Il patienta autant qu’il en fut capable avant de se décider finalement à faire le tour des bureaux, espérant trouver, au hasard de son errance, les informations qu’il avait prévu obtenir de Julie.
Et constata très vite qu’aucun ne lui accordait la moindre attention : Il les découvrait bousculés, pris dans un vent de panique.
À l’exception d’une adorable jeune personne, déjà rencontrée la veille, qui lui rappelait quelqu’un, une ressemblance impossible à définir avec exactitude, et qui, surtout, ne semblait partager en rien l’inquiétude affichée par chacun, même par David !

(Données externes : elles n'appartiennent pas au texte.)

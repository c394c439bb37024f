//! Wire model of the executable container.
//!
//! Field names follow the Qobj schema. Optional fields are skipped when
//! unset, so each instruction carries exactly the keys its kind needs.

use num_complex::Complex64;
use qobj_pulse::{Channel, MeasurementOption};
use serde::{Deserialize, Serialize};
use serde_json::{Map, Value};

use crate::config::MeasLevel;
use crate::error::AssembleResult;

/// Schema version emitted on every container.
pub const SCHEMA_VERSION: &str = "1.1.0";

/// Container kind.
#[derive(Debug, Clone, Copy, PartialEq, Eq, Serialize, Deserialize)]
pub enum QobjType {
    /// Gate-level circuits.
    #[serde(rename = "QASM")]
    Qasm,
    /// Pulse schedules.
    #[serde(rename = "PULSE")]
    Pulse,
}

/// Container-level header, passed through from the caller.
#[derive(Debug, Clone, Default, PartialEq, Serialize, Deserialize)]
pub struct QobjHeader {
    /// Target backend.
    #[serde(default, skip_serializing_if = "Option::is_none")]
    pub backend_name: Option<String>,
    /// Target backend version.
    #[serde(default, skip_serializing_if = "Option::is_none")]
    pub backend_version: Option<String>,
    /// Any further keys.
    #[serde(flatten)]
    pub extra: Map<String, Value>,
}

/// The executable container.
#[derive(Debug, Clone, PartialEq, Serialize, Deserialize)]
pub struct Qobj<C, E> {
    /// Unique identifier.
    pub qobj_id: String,
    /// Container kind.
    #[serde(rename = "type")]
    pub qobj_type: QobjType,
    /// Schema version, see [`SCHEMA_VERSION`].
    pub schema_version: String,
    /// Header.
    pub header: QobjHeader,
    /// Run configuration shared by all experiments.
    pub config: C,
    /// Experiments in caller order.
    pub experiments: Vec<E>,
}

impl<C: Serialize, E: Serialize> Qobj<C, E> {
    /// Serialize to compact JSON.
    pub fn to_json(&self) -> AssembleResult<String> {
        Ok(serde_json::to_string(self)?)
    }

    /// Serialize to indented JSON.
    pub fn to_json_pretty(&self) -> AssembleResult<String> {
        Ok(serde_json::to_string_pretty(self)?)
    }
}

/// Circuit container.
pub type QasmQobj = Qobj<QasmQobjConfig, QasmQobjExperiment>;

/// Pulse container.
pub type PulseQobj = Qobj<PulseQobjConfig, PulseQobjExperiment>;

/// Per-experiment header.
#[derive(Debug, Clone, Default, PartialEq, Serialize, Deserialize)]
pub struct ExperimentHeader {
    /// `(register, index)` for every qubit, in global index order.
    #[serde(default, skip_serializing_if = "Option::is_none")]
    pub qubit_labels: Option<Vec<(String, u32)>>,
    /// Total number of qubits.
    #[serde(default, skip_serializing_if = "Option::is_none")]
    pub n_qubits: Option<u32>,
    /// `(register, size)` for every quantum register.
    #[serde(default, skip_serializing_if = "Option::is_none")]
    pub qreg_sizes: Option<Vec<(String, u32)>>,
    /// `(register, index)` for every classical bit, in memory slot order.
    #[serde(default, skip_serializing_if = "Option::is_none")]
    pub clbit_labels: Option<Vec<(String, u32)>>,
    /// Total number of classical bits.
    #[serde(default, skip_serializing_if = "Option::is_none")]
    pub memory_slots: Option<u32>,
    /// `(register, size)` for every classical register.
    #[serde(default, skip_serializing_if = "Option::is_none")]
    pub creg_sizes: Option<Vec<(String, u32)>>,
    /// Experiment name.
    #[serde(default, skip_serializing_if = "Option::is_none")]
    pub name: Option<String>,
}

// ---------------------------------------------------------------------------
// Circuit path
// ---------------------------------------------------------------------------

/// Top-level configuration of a circuit container.
#[derive(Debug, Clone, PartialEq, Serialize, Deserialize)]
pub struct QasmQobjConfig {
    /// Repetitions per experiment.
    pub shots: u32,
    /// Largest memory slot count of any experiment.
    pub memory_slots: u32,
    /// Largest qubit count of any experiment.
    pub n_qubits: u32,
    /// Credit cap.
    #[serde(default, skip_serializing_if = "Option::is_none")]
    pub max_credits: Option<u32>,
    /// Simulator seed.
    #[serde(default, skip_serializing_if = "Option::is_none")]
    pub seed: Option<u64>,
    /// Whether per-shot memory is returned.
    #[serde(default, skip_serializing_if = "Option::is_none")]
    pub memory: Option<bool>,
    /// Pass-through keys from the run configuration.
    #[serde(flatten)]
    pub extra: Map<String, Value>,
}

/// Per-experiment configuration of a circuit container.
#[derive(Debug, Clone, PartialEq, Serialize, Deserialize)]
pub struct QasmQobjExperimentConfig {
    /// Qubits used by this experiment.
    pub n_qubits: u32,
    /// Memory slots used by this experiment.
    pub memory_slots: u32,
    /// Per-experiment shot override.
    #[serde(default, skip_serializing_if = "Option::is_none")]
    pub shots: Option<u32>,
    /// Per-experiment seed override.
    #[serde(default, skip_serializing_if = "Option::is_none")]
    pub seed: Option<u64>,
    /// Any further per-experiment keys.
    #[serde(flatten)]
    pub extra: Map<String, Value>,
}

/// One experiment of a circuit container.
#[derive(Debug, Clone, PartialEq, Serialize, Deserialize)]
pub struct QasmQobjExperiment {
    /// Register layout and name.
    pub header: ExperimentHeader,
    /// Per-experiment configuration.
    pub config: QasmQobjExperimentConfig,
    /// Operations in circuit order.
    pub instructions: Vec<QasmQobjInstruction>,
}

/// Parameters of a circuit instruction.
#[derive(Debug, Clone, PartialEq, Serialize, Deserialize)]
#[serde(untagged)]
pub enum QasmParams {
    /// Evaluated numeric parameters.
    Values(Vec<f64>),
    /// A row-major matrix of `[re, im]` entries.
    Matrix(Vec<Vec<Complex64>>),
}

/// Conditional-execution clause.
#[derive(Debug, Clone, PartialEq, Eq, Serialize, Deserialize)]
pub struct QobjConditional {
    /// Hex mask over memory slots, e.g. `0x3`.
    pub mask: String,
    /// Comparison; always `equals`.
    #[serde(rename = "type")]
    pub relation: String,
    /// Hex value compared against the masked bits.
    pub val: String,
}

impl QobjConditional {
    /// An `equals` comparison.
    pub fn equals(mask: u128, val: u64) -> Self {
        Self {
            mask: format!("0x{mask:X}"),
            relation: "equals".to_string(),
            val: format!("0x{val:X}"),
        }
    }
}

/// One circuit operation in wire form.
#[derive(Debug, Clone, PartialEq, Serialize, Deserialize)]
pub struct QasmQobjInstruction {
    /// Operation name.
    pub name: String,
    /// Global qubit indices.
    #[serde(default, skip_serializing_if = "Option::is_none")]
    pub qubits: Option<Vec<u32>>,
    /// Memory slot indices.
    #[serde(default, skip_serializing_if = "Option::is_none")]
    pub memory: Option<Vec<u32>>,
    /// Evaluated parameters.
    #[serde(default, skip_serializing_if = "Option::is_none")]
    pub params: Option<QasmParams>,
    /// Snapshot or unitary label.
    #[serde(default, skip_serializing_if = "Option::is_none")]
    pub label: Option<String>,
    /// Snapshot type.
    #[serde(rename = "type", default, skip_serializing_if = "Option::is_none")]
    pub snapshot_type: Option<String>,
    /// Classical condition.
    #[serde(default, skip_serializing_if = "Option::is_none")]
    pub conditional: Option<QobjConditional>,
}

impl QasmQobjInstruction {
    /// An instruction with only a name.
    pub fn new(name: impl Into<String>) -> Self {
        Self {
            name: name.into(),
            qubits: None,
            memory: None,
            params: None,
            label: None,
            snapshot_type: None,
            conditional: None,
        }
    }
}

// ---------------------------------------------------------------------------
// Pulse path
// ---------------------------------------------------------------------------

/// A named sample sequence referenced by drive instructions.
#[derive(Debug, Clone, PartialEq, Serialize, Deserialize)]
pub struct PulseLibraryItem {
    /// Name used by instructions.
    pub name: String,
    /// Complex samples.
    pub samples: Vec<Complex64>,
}

/// Top-level configuration of a pulse container.
#[derive(Debug, Clone, PartialEq, Serialize, Deserialize)]
pub struct PulseQobjConfig {
    /// Measurement level.
    pub meas_level: MeasLevel,
    /// Default qubit LO frequencies.
    #[serde(default, skip_serializing_if = "Option::is_none")]
    pub qubit_lo_freq: Option<Vec<f64>>,
    /// Default measurement LO frequencies.
    #[serde(default, skip_serializing_if = "Option::is_none")]
    pub meas_lo_freq: Option<Vec<f64>>,
    /// Defaults followed by every pulse the experiments play.
    pub pulse_library: Vec<PulseLibraryItem>,
    /// Memory slots written by the experiments.
    pub memory_slots: u32,
    /// Repetitions per experiment.
    pub shots: u32,
    /// Pass-through keys from the pulse configuration.
    #[serde(flatten)]
    pub extra: Map<String, Value>,
}

/// Per-experiment configuration of a pulse container.
///
/// Holds only the LO lists that differ from the defaults.
#[derive(Debug, Clone, Default, PartialEq, Serialize, Deserialize)]
pub struct PulseQobjExperimentConfig {
    /// Qubit LO frequencies, if overridden.
    #[serde(default, skip_serializing_if = "Option::is_none")]
    pub qubit_lo_freq: Option<Vec<f64>>,
    /// Measurement LO frequencies, if overridden.
    #[serde(default, skip_serializing_if = "Option::is_none")]
    pub meas_lo_freq: Option<Vec<f64>>,
    /// Any further per-experiment keys.
    #[serde(flatten)]
    pub extra: Map<String, Value>,
}

/// One experiment of a pulse container.
#[derive(Debug, Clone, PartialEq, Serialize, Deserialize)]
pub struct PulseQobjExperiment {
    /// Experiment name.
    pub header: ExperimentHeader,
    /// Sparse LO overrides.
    pub config: PulseQobjExperimentConfig,
    /// Instructions in flatten order.
    pub instructions: Vec<PulseQobjInstruction>,
}

/// One schedule leaf in wire form.
#[derive(Debug, Clone, PartialEq, Serialize, Deserialize)]
pub struct PulseQobjInstruction {
    /// Pulse name or command kind.
    pub name: String,
    /// Absolute start time.
    pub t0: u64,
    /// Output channel.
    #[serde(default, skip_serializing_if = "Option::is_none")]
    pub ch: Option<Channel>,
    /// Frame change phase.
    #[serde(default, skip_serializing_if = "Option::is_none")]
    pub phase: Option<f64>,
    /// Persistent value.
    #[serde(default, skip_serializing_if = "Option::is_none")]
    pub val: Option<Complex64>,
    /// Acquisition length.
    #[serde(default, skip_serializing_if = "Option::is_none")]
    pub duration: Option<u64>,
    /// Acquired qubits.
    #[serde(default, skip_serializing_if = "Option::is_none")]
    pub qubits: Option<Vec<u32>>,
    /// Memory slots written by an acquisition.
    #[serde(default, skip_serializing_if = "Option::is_none")]
    pub memory_slot: Option<Vec<u32>>,
    /// Register slots written by an acquisition.
    #[serde(default, skip_serializing_if = "Option::is_none")]
    pub register_slot: Option<Vec<u32>>,
    /// Integration kernels.
    #[serde(default, skip_serializing_if = "Option::is_none")]
    pub kernels: Option<Vec<MeasurementOption>>,
    /// Discriminators.
    #[serde(default, skip_serializing_if = "Option::is_none")]
    pub discriminators: Option<Vec<MeasurementOption>>,
    /// Snapshot label.
    #[serde(default, skip_serializing_if = "Option::is_none")]
    pub label: Option<String>,
    /// Snapshot type.
    #[serde(rename = "type", default, skip_serializing_if = "Option::is_none")]
    pub snapshot_type: Option<String>,
}

impl PulseQobjInstruction {
    /// An instruction with only a name and start time.
    pub fn new(name: impl Into<String>, t0: u64) -> Self {
        Self {
            name: name.into(),
            t0,
            ch: None,
            phase: None,
            val: None,
            duration: None,
            qubits: None,
            memory_slot: None,
            register_slot: None,
            kernels: None,
            discriminators: None,
            label: None,
            snapshot_type: None,
        }
    }
}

De ce dernier, par contre, il reçut un clin d’œil complice et, peut-être, un début d’explication.
- Salut Julien ! Que lui avez-vous fait pour nous la mettre dans un état pareil ?
- Moi ? Vous croyez que c’est à cause d’hier soir ?
- En tout cas, le bruit court que son humeur navigue dans le bleu !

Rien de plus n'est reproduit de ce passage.